- What you have to do: Print the data once more, exactly as supplied.

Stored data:
_ _ _ _

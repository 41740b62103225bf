//! Logging subsystem for CampusMeet
//!
//! Unified logging interface over the `tracing` crate. Engine operations
//! emit structured events; this module owns subscriber initialization.

use tracing_subscriber::{fmt, layer::SubscriberExt, util::SubscriberInitExt, EnvFilter};

mod error;
mod level;

pub use error::LoggingError;
pub use level::LogLevel;

/// Configuration for the logging subsystem
#[derive(Debug, Clone)]
pub struct LogConfig {
    /// The minimum log level to display
    pub level: LogLevel,
    /// Whether to include target module information
    pub with_target: bool,
    /// Whether to use JSON formatting
    pub json_format: bool,
}

impl Default for LogConfig {
    fn default() -> Self {
        Self {
            level: LogLevel::Info,
            with_target: true,
            json_format: false,
        }
    }
}

impl LogConfig {
    pub fn new(level: LogLevel) -> Self {
        Self {
            level,
            ..Default::default()
        }
    }

    pub fn with_target(mut self, enabled: bool) -> Self {
        self.with_target = enabled;
        self
    }

    pub fn json_format(mut self, enabled: bool) -> Self {
        self.json_format = enabled;
        self
    }
}

impl From<&crate::config::LoggingConfig> for LogConfig {
    fn from(config: &crate::config::LoggingConfig) -> Self {
        Self {
            level: LogLevel::parse(&config.level).unwrap_or_default(),
            with_target: config.with_target,
            json_format: config.json_format,
        }
    }
}

/// Initialize the logging subsystem with default configuration
pub fn init_logging() -> Result<(), LoggingError> {
    init_logging_with_config(LogConfig::default())
}

/// Initialize the logging subsystem with custom configuration
///
/// `RUST_LOG` overrides the configured level when set.
pub fn init_logging_with_config(config: LogConfig) -> Result<(), LoggingError> {
    let env_filter = EnvFilter::try_from_default_env()
        .unwrap_or_else(|_| EnvFilter::new(config.level.as_str()));

    let fmt_layer = fmt::layer().with_target(config.with_target);

    if config.json_format {
        tracing_subscriber::registry()
            .with(env_filter)
            .with(fmt_layer.json())
            .try_init()
            .map_err(|e| LoggingError::InitializationFailed(e.to_string()))?;
    } else {
        tracing_subscriber::registry()
            .with(env_filter)
            .with(fmt_layer)
            .try_init()
            .map_err(|e| LoggingError::InitializationFailed(e.to_string()))?;
    }

    Ok(())
}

_ _ _ _

- Task response:
repository 41740b62103225bf
//! Logging subsystem for CampusMeet
//!
//! Unified logging interface over the `tracing` crate. Engine operations
//! emit structured events; this module owns subscriber initialization.

use tracing_subscriber::{fmt, layer::SubscriberExt, util::SubscriberInitExt, EnvFilter};

mod error;
mod level;

pub use error::LoggingError;
pub use level::LogLevel;

/// Configuration for the logging subsystem
#[derive(Debug, Clone)]
pub struct LogConfig {
    /// The minimum log level to display
    pub level: LogLevel,
    /// Whether to include target module information
    pub with_target: bool,
    /// Whether to use JSON formatting
    pub json_format: bool,
}

impl Default for LogConfig {
    fn default() -> Self {
        Self {
            level: LogLevel::Info,
            with_target: true,
            json_format: false,
        }
    }
}

impl LogConfig {
    pub fn new(level: LogLevel) -> Self {
        Self {
            level,
            ..Default::default()
        }
    }

    pub fn with_target(mut self, enabled: bool) -> Self {
        self.with_target = enabled;
        self
    }

    pub fn json_format(mut self, enabled: bool) -> Self {
        self.json_format = enabled;
        self
    }
}

impl From<&crate::config::LoggingConfig> for LogConfig {
    fn from(config: &crate::config::LoggingConfig) -> Self {
        Self {
            level: LogLevel::parse(&config.level).unwrap_or_default(),
            with_target: config.with_target,
            json_format: config.json_format,
        }
    }
}

/// Initialize the logging subsystem with default configuration
pub fn init_logging() -> Result<(), LoggingError> {
    init_logging_with_config(LogConfig::default())
}

/// Initialize the logging subsystem with custom configuration
///
/// `RUST_LOG` overrides the configured level when set.
pub fn init_logging_with_config(config: LogConfig) -> Result<(), LoggingError> {
    let env_filter = EnvFilter::try_from_default_env()
        .unwrap_or_else(|_| EnvFilter::new(config.level.as_str()));

    let fmt_layer = fmt::layer().with_target(config.with_target);

    if config.json_format {
        tracing_subscriber::registry()
            .with(env_filter)
            .with(fmt_layer.json())
            .try_init()
            .map_err(|e| LoggingError::InitializationFailed(e.to_string()))?;
    } else {
        tracing_subscriber::registry()
            .with(env_filter)
            .with(fmt_layer)
            .try_init()
            .map_err(|e| LoggingError::InitializationFailed(e.to_string()))?;
    }

    Ok(())
}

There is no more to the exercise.